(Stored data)
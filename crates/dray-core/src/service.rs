//! Service adaptor: binds the store, the registry, and a processor factory.
//!
//! Public operations are one transaction each, retried a bounded number of
//! times on commit conflicts. Start/stop commit the persisted `active` flag
//! so a restarted process can see whether processing was running; the loop
//! itself is process-local.

use std::sync::Arc;
use std::time::Duration;

use serde_json::Value;
use tokio::sync::{watch, Mutex};
use tokio::task::JoinHandle;

use crate::domain::{JobId, JobRecord, TaskName};
use crate::error::{QueueError, ServiceError, StoreError};
use crate::observability::JobCounts;
use crate::processor::{
    conflict_backoff, MultiProcessor, ProcessorKind, ProcessorSettings, SimpleProcessor,
};
use crate::registry::TaskRegistry;
use crate::store::{Store, Transaction};

const DEFAULT_STOP_GRACE: Duration = Duration::from_secs(30);

struct RunningLoop {
    stop: watch::Sender<bool>,
    handle: JoinHandle<()>,
}

/// The job service: public queue API plus processor lifecycle.
pub struct JobService {
    store: Store,
    registry: Arc<TaskRegistry>,
    running: Mutex<Option<RunningLoop>>,
    stop_grace: Duration,
}

impl JobService {
    pub fn new(store: Store, registry: Arc<TaskRegistry>) -> Self {
        Self {
            store,
            registry,
            running: Mutex::new(None),
            stop_grace: DEFAULT_STOP_GRACE,
        }
    }

    /// Bound the wait in [`JobService::stop_processing`].
    pub fn with_stop_grace(mut self, grace: Duration) -> Self {
        self.stop_grace = grace;
        self
    }

    pub fn store(&self) -> &Store {
        &self.store
    }

    /// Append a new job; returns its id.
    pub async fn add(
        &self,
        task_name: impl Into<TaskName>,
        input: Value,
    ) -> Result<JobId, ServiceError> {
        let task_name = task_name.into();
        self.with_retry("add", move |txn| {
            Ok(txn.add(task_name.clone(), input.clone()))
        })
        .await
    }

    /// Look a job up.
    pub async fn get(&self, id: JobId) -> Result<JobRecord, ServiceError> {
        let txn = self.store.begin().map_err(QueueError::from)?;
        Ok(txn.job(id)?.clone())
    }

    /// Withdraw a job; succeeds only while it is still Queued.
    pub async fn cancel(&self, id: JobId) -> Result<bool, ServiceError> {
        self.with_retry("cancel", move |txn| txn.cancel(id)).await
    }

    /// Snapshot of job counts by status.
    pub async fn counts(&self) -> Result<JobCounts, ServiceError> {
        let txn = self.store.begin().map_err(QueueError::from)?;
        Ok(txn.counts())
    }

    /// Remove terminal records; returns how many were purged.
    pub async fn purge_finished(&self) -> Result<usize, ServiceError> {
        self.with_retry("purge", |txn| Ok(txn.purge_finished()))
            .await
    }

    /// The persisted factory reference.
    pub async fn processor_factory(&self) -> Result<ProcessorKind, ServiceError> {
        Ok(self.processor_settings().await?.kind)
    }

    /// Swap the factory used by the next [`JobService::start_processing`].
    pub async fn set_processor_factory(&self, kind: ProcessorKind) -> Result<(), ServiceError> {
        let mut settings = self.processor_settings().await?;
        settings.kind = kind;
        self.set_processor_settings(settings).await
    }

    /// The persisted processor arguments.
    pub async fn processor_settings(&self) -> Result<ProcessorSettings, ServiceError> {
        let txn = self.store.begin().map_err(QueueError::from)?;
        Ok(txn.settings().clone())
    }

    /// Persist processor arguments for the next start.
    pub async fn set_processor_settings(
        &self,
        settings: ProcessorSettings,
    ) -> Result<(), ServiceError> {
        if settings.max_threads < 1 {
            return Err(ServiceError::InvalidSettings(
                "max_threads must be at least 1".to_string(),
            ));
        }
        self.with_retry("set_settings", move |txn| {
            txn.set_settings(settings.clone());
            Ok(())
        })
        .await
    }

    /// Is a processing loop running in this process?
    pub async fn is_processing(&self) -> bool {
        self.running.lock().await.is_some()
    }

    /// Commit `active = true` and launch the configured processor's main
    /// loop in the background.
    pub async fn start_processing(&self) -> Result<(), ServiceError> {
        let mut running = self.running.lock().await;
        if running.is_some() {
            return Err(ServiceError::AlreadyProcessing);
        }

        let settings = self
            .with_retry("start", |txn| {
                txn.set_active(true);
                Ok(txn.settings().clone())
            })
            .await?;

        let (stop, stop_rx) = watch::channel(false);
        let store = self.store.clone();
        let registry = Arc::clone(&self.registry);
        let handle = match settings.kind {
            ProcessorKind::Simple => {
                tokio::spawn(SimpleProcessor::new(store, registry, settings, stop_rx).run())
            }
            ProcessorKind::Multi => {
                tokio::spawn(MultiProcessor::new(store, registry, settings, stop_rx).run())
            }
        };
        *running = Some(RunningLoop { stop, handle });
        Ok(())
    }

    /// Signal stop, wait up to the grace period for the loop (and its
    /// workers) to drain, and commit `active = false`.
    ///
    /// On a grace overrun the shutdown proceeds anyway: the store is closed
    /// so the abandoned loop's transactions fail to commit, jobs it still
    /// holds stay Claimed pending recovery, and the caller learns about it
    /// through [`ServiceError::ShutdownTimeout`]. The closed store remains
    /// readable, so those jobs are still visible via `get`/`counts`.
    pub async fn stop_processing(&self) -> Result<(), ServiceError> {
        let mut running = self.running.lock().await;
        let Some(RunningLoop { stop, handle }) = running.take() else {
            return Err(ServiceError::NotProcessing);
        };

        let _ = stop.send(true);
        let timed_out = tokio::time::timeout(self.stop_grace, handle).await.is_err();

        // Deactivate first: this commit has to land before the store stops
        // accepting writes.
        self.with_retry("stop", |txn| {
            txn.set_active(false);
            Ok(())
        })
        .await?;

        if timed_out {
            self.store.close();
            tracing::warn!(
                grace = ?self.stop_grace,
                "shutdown grace period exceeded; store closed, in-flight jobs remain claimed"
            );
            return Err(ServiceError::ShutdownTimeout);
        }
        Ok(())
    }

    /// Restart the processing loop when the persisted flag says it was
    /// running. Returns whether a loop was started.
    pub async fn resume_if_active(&self) -> Result<bool, ServiceError> {
        let active = {
            let txn = self.store.begin().map_err(QueueError::from)?;
            txn.is_active()
        };
        if !active || self.is_processing().await {
            return Ok(false);
        }
        self.start_processing().await?;
        Ok(true)
    }

    /// Run `op` in its own transaction, retrying conflicted commits with
    /// backoff up to the configured limit.
    async fn with_retry<T>(
        &self,
        op: &'static str,
        f: impl Fn(&mut Transaction) -> Result<T, QueueError>,
    ) -> Result<T, ServiceError> {
        let limit = {
            let txn = self.store.begin().map_err(QueueError::from)?;
            txn.settings().conflict_retry_limit
        };
        for attempt in 0..=limit {
            let mut txn = self.store.begin().map_err(QueueError::from)?;
            let value = f(&mut txn)?;
            match txn.commit() {
                Ok(()) => return Ok(value),
                Err(StoreError::Conflict) if attempt < limit => {
                    tracing::info!(op, attempt, "commit conflict, retrying");
                    tokio::time::sleep(conflict_backoff(attempt)).await;
                }
                Err(error) => return Err(QueueError::from(error).into()),
            }
        }
        Err(QueueError::from(StoreError::Conflict).into())
    }
}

Work instructions: Reproduce every line above that contains the string "RunningLoop".

Answer space:
struct RunningLoop {
    running: Mutex<Option<RunningLoop>>,
        *running = Some(RunningLoop { stop, handle });
        let Some(RunningLoop { stop, handle }) = running.take() else {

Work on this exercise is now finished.